Veggie Yogi

Food, health and prosperity for the body

You will Love this Tofu Loaf with Tomato Basil Sauce!

Here’s another super-simple recipe that provides an excellent dose of protein, is very filling and satisfying, AND is DELICIOUS!! 🙂 It is even better cold the next day, or it can be sliced and fried for sandwiches using the leftovers.

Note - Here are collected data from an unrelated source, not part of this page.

// Ocean surface models.
//
// Two interchangeable strategies sit behind [`OceanModel`]:
// - [`GerstnerOcean`]: closed-form superposition of trochoidal waves. The CPU
//   mesh is a flat grid; displacement is evaluated per vertex downstream and
//   `height_at` answers point queries analytically.
// - [`SpectralOcean`]: Tessendorf synthesis from a Phillips spectrum, stepped
//   through an inverse FFT every update and written into the mesh.

pub mod fft;
mod gerstner;
mod spectral;

use glam::Vec2;
use rand::Rng;
use serde::{Deserialize, Serialize};

pub use gerstner::{GerstnerOcean, GerstnerWave, dispersion_speed};
pub use spectral::SpectralOcean;

use crate::error::{ConfigurationError, require_at_least, require_finite, require_positive};
use crate::mesh::Mesh;

// Standard gravity, m/s²
pub const GRAVITY: f32 = 9.81;

pub trait OceanModel {
    // Advance the simulation by `dt` seconds. Negative or NaN steps are ignored.
    fn update(&mut self, dt: f32);

    // Surface height at world (x, z). Gerstner evaluates at `time`, the
    // spectral grid answers for its current state.
    fn height_at(&self, x: f32, z: f32, time: f32) -> f32;

    fn mesh(&self) -> &Mesh;

    // Simulation clock in seconds
    fn time(&self) -> f32;

    // Rewind the clock to zero and rebuild the mesh
    fn reset(&mut self);
}

#[derive(Debug, Clone, Copy, PartialEq, Eq, Default, Serialize, Deserialize)]
#[serde(rename_all = "lowercase")]
pub enum OceanKind {
    #[default]
    Gerstner,
    Spectral,
}

#[derive(Debug, Clone, Copy, PartialEq, Serialize, Deserialize)]
#[serde(default)]
pub struct GerstnerConfig {
    pub wave_count: usize,
    pub base_wavelength: f32,
    pub base_amplitude: f32,
    pub wavelength_growth: f32, // wavelength multiplier per wave
    pub amplitude_decay: f32,   // amplitude multiplier per wave
    pub direction_jitter: f32,  // max random heading offset, radians
    pub time_scale: f32,        // simulation seconds per elapsed second
}

impl Default for GerstnerConfig {
    fn default() -> Self {
        Self {
            wave_count: 8,
            base_wavelength: 8.0,
            base_amplitude: 0.15,
            wavelength_growth: 1.8,
            amplitude_decay: 0.6,
            direction_jitter: 0.05,
            time_scale: 0.5,
        }
    }
}

#[derive(Debug, Clone, Copy, PartialEq, Serialize, Deserialize)]
#[serde(default)]
pub struct SpectralConfig {
    pub wind_speed: f32,     // m/s
    pub wind_direction: Vec2,
    pub amplitude: f32,      // Phillips constant A
    pub damping: f32,        // suppression length of small waves
    pub choppiness: f32,     // horizontal displacement factor
    pub height_scale: f32,
}

impl Default for SpectralConfig {
    fn default() -> Self {
        Self {
            wind_speed: 10.0,
            wind_direction: Vec2::new(1.0, 1.0).normalize(),
            amplitude: 0.0005,
            damping: 0.1,
            choppiness: 1.0,
            height_scale: 1.0,
        }
    }
}

#[derive(Debug, Clone, Copy, PartialEq, Serialize, Deserialize)]
#[serde(default)]
pub struct OceanConfig {
    pub model: OceanKind,
    pub grid_size: usize,   // vertices per side
    pub length_scale: f32,  // world size of the simulated patch
    pub sea_level: f32,
    pub gerstner: GerstnerConfig,
    pub spectral: SpectralConfig,
}

impl Default for OceanConfig {
    fn default() -> Self {
        Self {
            model: OceanKind::Gerstner,
            grid_size: 128,
            length_scale: 64.0,
            sea_level: 0.0,
            gerstner: GerstnerConfig::default(),
            spectral: SpectralConfig::default(),
        }
    }
}

impl OceanConfig {
    // Checks the shared grid settings and those of the selected model.
    pub fn validate(&self) -> Result<(), ConfigurationError> {
        require_at_least("ocean.grid_size", self.grid_size, 2)?;
        require_positive("ocean.length_scale", self.length_scale)?;
        require_finite("ocean.sea_level", self.sea_level)?;
        match self.model {
            OceanKind::Gerstner => gerstner::validate(&self.gerstner),
            OceanKind::Spectral => spectral::validate(self.grid_size, &self.spectral),
        }
    }
}

// Build the model selected by `config.model`.
pub fn build_ocean<R: Rng + ?Sized>(
    config: &OceanConfig,
    rng: &mut R,
) -> Result<Box<dyn OceanModel>, ConfigurationError> {
    Ok(match config.model {
        OceanKind::Gerstner => Box::new(GerstnerOcean::new(config, rng)?),
        OceanKind::Spectral => Box::new(SpectralOcean::new(config, rng)?),
    })
}

// World position of grid vertex (x, z) on a patch centred at the origin
pub(crate) fn grid_position(index: usize, grid_size: usize, length_scale: f32) -> f32 {
    let cell = length_scale / grid_size as f32;
    (index as f32 - grid_size as f32 / 2.0) * cell
}

// Inverse of `grid_position`, None outside the patch
pub(crate) fn grid_index(world: f32, grid_size: usize, length_scale: f32) -> Option<usize> {
    if !world.is_finite() {
        return None;
    }
    let cell = length_scale / grid_size as f32;
    let index = (world / cell + grid_size as f32 / 2.0).round();
    (index >= 0.0 && index < grid_size as f32).then_some(index as usize)
}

The recipe comes from Tofu Cookery by Louise Hagler. I’ve adapted it slightly. She recommends serving it with ketchup, but there was no way I was going to do that! Instead I recommend serving it with a tomato basil sauce. The recipe included here was adapted from the Tomato Coulee recipe in the Eden Alley Cafe Cookbook Stir-Well to Heaven

Here’s what you’ll need:
For tofu loaf:
1 lb tofu, mashed
1/2 cup wheat germ
1/3 cup parsley, chopped
1/4 cup onion, chopped
2 tbsp soy sauce
1 tbsp dijon mustard
1 clove of garlic, finely chopped
1/4 tsp black pepper

For tomato basil sauce:
1 medium sized onion
2 cloves garlic, finely chopped
1 1/2 tsp of olive oil
1 1/2 tsp of sunflower oil
1/2 tsp black pepper
1 tsp chili powder
4 cups of diced tomatoes (including liquid)
Handful of chopped basil (1-2 tbsp or to taste)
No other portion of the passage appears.